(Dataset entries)
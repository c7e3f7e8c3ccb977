use axum::{
    http::StatusCode,
    response::{IntoResponse, Response},
    Json,
};
use chrono::NaiveDate;
use serde_json::json;
use std::fmt;

/// Application-specific error types.
#[derive(Debug, Clone, PartialEq)]
pub enum AppError {
    /// A lead carries (or a request names) a status outside the pipeline set,
    /// or a grouping request cannot place a lead in exactly one column.
    InvalidStatus(String),
    /// Date range whose end lies before its start.
    InvalidDateRange {
        /// First day of the requested range.
        start: NaiveDate,
        /// Last day of the requested range.
        end: NaiveDate,
    },
    /// Trend requested on a series with fewer than two points.
    InsufficientData(usize),
    /// Status change rejected by the forward-only transition guard.
    InvalidTransition {
        /// Current status literal.
        from: String,
        /// Requested status literal.
        to: String,
    },
    /// Resource not found error.
    NotFound(String),
    /// Bad request error (invalid input).
    BadRequest(String),
    /// Internal server error.
    InternalError(String),
    /// Error with context chain for better debugging.
    WithContext {
        /// The underlying source of the error.
        source: Box<AppError>,
        /// Additional context message.
        context: String,
    },
}

impl fmt::Display for AppError {
    fn fmt(&self, f: &mut fmt::Formatter<'_>) -> fmt::Result {
        match self {
            AppError::InvalidStatus(msg) => write!(f, "Invalid status: {}", msg),
            AppError::InvalidDateRange { start, end } => {
                write!(f, "Invalid date range: end {} is before start {}", end, start)
            }
            AppError::InsufficientData(points) => write!(
                f,
                "Insufficient data: trend needs at least 2 points, got {}",
                points
            ),
            AppError::InvalidTransition { from, to } => {
                write!(f, "Invalid transition: '{}' -> '{}'", from, to)
            }
            AppError::NotFound(msg) => write!(f, "Not found: {}", msg),
            AppError::BadRequest(msg) => write!(f, "Bad request: {}", msg),
            AppError::InternalError(msg) => write!(f, "Internal error: {}", msg),
            AppError::WithContext { source, context } => {
                write!(f, "{}: {}", context, source)
            }
        }
    }
}

impl std::error::Error for AppError {}

impl AppError {
    /// Returns the innermost error, skipping any context wrappers.
    pub fn root(&self) -> &AppError {
        match self {
            AppError::WithContext { source, .. } => source.root(),
            other => other,
        }
    }
}

impl IntoResponse for AppError {
    /// Converts the error into an HTTP response.
    ///
    /// Validation failures are reported to the caller verbatim; internal
    /// errors are logged and masked.
    fn into_response(self) -> Response {
        let (status, error_message) = match &self {
            AppError::InvalidStatus(_) | AppError::InsufficientData(_) => {
                (StatusCode::UNPROCESSABLE_ENTITY, self.to_string())
            }
            AppError::InvalidDateRange { .. } => (StatusCode::BAD_REQUEST, self.to_string()),
            AppError::InvalidTransition { .. } => {
                tracing::warn!("Rejected status change: {}", self);
                (StatusCode::CONFLICT, self.to_string())
            }
            AppError::NotFound(msg) => (StatusCode::NOT_FOUND, msg.clone()),
            AppError::BadRequest(msg) => (StatusCode::BAD_REQUEST, msg.clone()),
            AppError::InternalError(msg) => {
                tracing::error!("Internal error: {}", msg);
                (
                    StatusCode::INTERNAL_SERVER_ERROR,
                    "Internal server error".to_string(),
                )
            }
            AppError::WithContext { source, context } => {
                tracing::error!("Error with context: {} -> {}", context, source);
                return source.as_ref().clone().into_response();
            }
        };

        let body = Json(json!({
            "error": error_message,
        }));

        (status, body).into_response()
    }
}

impl From<serde_json::Error> for AppError {
    fn from(err: serde_json::Error) -> Self {
        AppError::InternalError(err.to_string())
    }
}

impl From<std::io::Error> for AppError {
    fn from(err: std::io::Error) -> Self {
        AppError::InternalError(err.to_string())
    }
}

/// Extension trait for adding context to errors.
/// Similar to `anyhow::Context` but for our `AppError` type.
pub trait ResultExt<T> {
    /// Add context to an error.
    fn context(self, context: impl Into<String>) -> Result<T, AppError>;

    /// Add context lazily (only evaluated on error).
    fn with_context<F>(self, f: F) -> Result<T, AppError>
    where
        F: FnOnce() -> String;
}

impl<T> ResultExt<T> for Result<T, AppError> {
    fn context(self, context: impl Into<String>) -> Result<T, AppError> {
        self.map_err(|e| AppError::WithContext {
            source: Box::new(e),
            context: context.into(),
        })
    }

    fn with_context<F>(self, f: F) -> Result<T, AppError>
    where
        F: FnOnce() -> String,
    {
        self.map_err(|e| AppError::WithContext {
            source: Box::new(e),
            context: f(),
        })
    }
}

**WHAT YOU NEED TO DO**
Each line from the top of the records above through the line containing "pub enum AppError" needs to be transcribed exactly, and no line after it.

**RESPONSE TO THE TASK**
repository c7e3f7e8c3ccb977
use axum::{
    http::StatusCode,
    response::{IntoResponse, Response},
    Json,
};
use chrono::NaiveDate;
use serde_json::json;
use std::fmt;

/// Application-specific error types.
#[derive(Debug, Clone, PartialEq)]
pub enum AppError {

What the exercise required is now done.